What are your forecasts for the industry in the next few years, in terms of future market trends and market growth?

I think there’ll be a huge return to the offline approach. I think the big players will catch on that the quality of your interaction is going to dictate the quality of your relationship. They’ll soon realise that our needs are sophisticated, and that there’s been a bit of an online dating fatigue. I’m sure we’ll face more competition.

AI is going to play a role to create cognitive behaviours, deep-level profiling, and I’m worried about that, because no amount ofprofiling can replicate the spark. If you like someone, you can’t explain it, and I suspect,
neither can the computer.
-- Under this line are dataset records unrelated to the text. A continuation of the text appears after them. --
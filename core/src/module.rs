use std::fmt;
use std::sync::Arc;

use anyhow::Result;

use crate::error::{ErrorKind, err};
use crate::val::Val;
use crate::vm::{Code, Globals};

/// An executed module: its name and the global namespace its body populated.
/// Native modules have no code.
pub struct ModuleValue {
    name: Arc<str>,
    code: Option<Arc<Code>>,
    globals: Arc<Globals>,
}

impl fmt::Debug for ModuleValue {
    fn fmt(&self, f: &mut fmt::Formatter<'_>) -> fmt::Result {
        f.debug_struct("ModuleValue")
            .field("name", &self.name)
            .field("members", &self.globals.len())
            .finish()
    }
}

impl ModuleValue {
    pub fn new(name: impl Into<Arc<str>>, code: Arc<Code>, globals: Arc<Globals>) -> Arc<Self> {
        Arc::new(Self {
            name: name.into(),
            code: Some(code),
            globals,
        })
    }

    /// Module backed by host-provided values, importable by name.
    pub fn native<I, S>(name: impl Into<Arc<str>>, members: I) -> Arc<Self>
    where
        I: IntoIterator<Item = (S, Val)>,
        S: Into<Arc<str>>,
    {
        let (names, values): (Vec<Arc<str>>, Vec<Val>) = members.into_iter().map(|(k, v)| (k.into(), v)).unzip();
        Arc::new(Self {
            name: name.into(),
            code: None,
            globals: Globals::new(names, values),
        })
    }

    pub fn name(&self) -> &str {
        &self.name
    }

    pub fn code(&self) -> Option<&Arc<Code>> {
        self.code.as_ref()
    }

    pub fn get(&self, name: &str) -> Option<Val> {
        self.globals.lookup(name)
    }

    pub fn attr(&self, name: &str) -> Result<Val> {
        self.get(name).ok_or_else(|| {
            err(
                ErrorKind::Eval,
                format!("attribute \"{name}\" not found on module \"{}\"", self.name),
            )
        })
    }

    /// Member names, sorted.
    pub fn names(&self) -> Vec<Arc<str>> {
        let mut names = self.globals.names();
        names.sort_unstable();
        names
    }

    pub fn len(&self) -> usize {
        self.globals.len()
    }

    pub fn is_empty(&self) -> bool {
        self.len() == 0
    }
}
//! Bytecode compiler and stack virtual machine.
//!
//! [`compile`] lowers a parsed program into a [`Code`] unit and
//! [`VirtualMachine`] executes it. Hosts configure globals, the importer
//! and resource limits through [`VmOptions`].

mod bytecode;
mod compiler;
mod context;
mod globals;
mod options;
#[allow(clippy::module_inception)]
mod vm;

pub use bytecode::*;
pub use compiler::{Compiler, compile, compile_source};
pub use context::VmContext;
pub use globals::Globals;
pub use options::{Limits, VmOptions};
pub use vm::VirtualMachine;

#[cfg(test)]
mod compiler_test;
#[cfg(test)]
mod vm_test;
use std::sync::Arc;

use anyhow::Result;

use crate::token::Position;
use crate::vm::{Code, Constant, Op};

use super::compile_err;

/// Jump bookkeeping for the innermost loop.
#[derive(Debug, Default)]
pub(crate) struct LoopCtx {
    pub breaks: Vec<usize>,
    pub continues: Vec<usize>,
    /// Known when `continue` jumps backwards (range loops).
    pub continue_target: Option<usize>,
}

/// Accumulates the instructions, constants and names of one code unit.
pub(crate) struct FunctionBuilder {
    pub code: Code,
    pub loops: Vec<LoopCtx>,
    pub pos: Position,
}

impl FunctionBuilder {
    pub fn new(name: impl Into<Arc<str>>) -> Self {
        Self {
            code: Code::new(name),
            loops: Vec::new(),
            pos: Position::default(),
        }
    }

    #[inline]
    pub fn len(&self) -> usize {
        self.code.instructions.len()
    }

    pub fn emit(&mut self, op: Op) -> usize {
        self.code.instructions.push(op);
        self.code.positions.push(self.pos);
        self.code.instructions.len() - 1
    }

    /// Scalar constants are deduplicated; containers and functions never are.
    pub fn constant(&mut self, c: Constant) -> Result<u16> {
        let reusable = matches!(
            c,
            Constant::Nil | Constant::Bool(_) | Constant::Int(_) | Constant::Str(_)
        );
        if reusable && let Some(idx) = self.code.constants.iter().position(|existing| *existing == c) {
            return Ok(idx as u16);
        }
        if self.code.constants.len() >= u16::MAX as usize {
            return Err(compile_err(self.pos, "too many constants"));
        }
        self.code.constants.push(c);
        Ok((self.code.constants.len() - 1) as u16)
    }

    pub fn str_constant(&mut self, s: &str) -> Result<u16> {
        self.constant(Constant::Str(Arc::from(s)))
    }

    pub fn name(&mut self, name: &str) -> Result<u16> {
        if let Some(idx) = self.code.names.iter().position(|n| n.as_ref() == name) {
            return Ok(idx as u16);
        }
        if self.code.names.len() >= u16::MAX as usize {
            return Err(compile_err(self.pos, "too many names"));
        }
        self.code.names.push(Arc::from(name));
        Ok((self.code.names.len() - 1) as u16)
    }

    fn forward_delta(&self, at: usize) -> Result<u16> {
        let delta = self.len() - (at + 1);
        u16::try_from(delta).map_err(|_| compile_err(self.pos, "jump distance exceeds limit"))
    }

    /// Point the forward jump at `at` to the next instruction to be emitted.
    pub fn patch_jump(&mut self, at: usize) -> Result<()> {
        let delta = self.forward_delta(at)?;
        let patched = match self.code.instructions[at] {
            Op::JumpForward(_) => Op::JumpForward(delta),
            Op::PopJumpForwardIfFalse(_) => Op::PopJumpForwardIfFalse(delta),
            Op::PopJumpForwardIfTrue(_) => Op::PopJumpForwardIfTrue(delta),
            Op::ForIter { names, .. } => Op::ForIter { jump: delta, names },
            other => return Err(compile_err(self.pos, format!("cannot patch {other:?}"))),
        };
        self.code.instructions[at] = patched;
        Ok(())
    }

    pub fn jump_back(&mut self, target: usize) -> Result<usize> {
        let delta = self.len() + 1 - target;
        let delta = u16::try_from(delta).map_err(|_| compile_err(self.pos, "jump distance exceeds limit"))?;
        Ok(self.emit(Op::JumpBackward(delta)))
    }

    /// Whether the last emitted instruction is a return.
    pub fn ends_with_return(&self) -> bool {
        matches!(self.code.instructions.last(), Some(Op::ReturnValue))
    }
}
And if you’re not romantically attracted to someone, it’s hard to explain why.

Any advice for us singletons, and people looking for love?

It’s a bit contradictory, two halves of the same coin. On one hand, be open and available. If you have a date, show up. I wouldn’t discard someone on their Facebook or Instagram or LinkedIn profile, because it’s probably inaccurate – for good or worse. So show up, give people chances, be extremely open-minded in terms of meeting people. On the other hand, when it comes to settling down, don’t compromise. This person needs to see you on your best and worst days. Focus on the two or three things that matter to you – family, travel, or even money, it’s ok, as long as you’re honest with yourself, then let the rest go.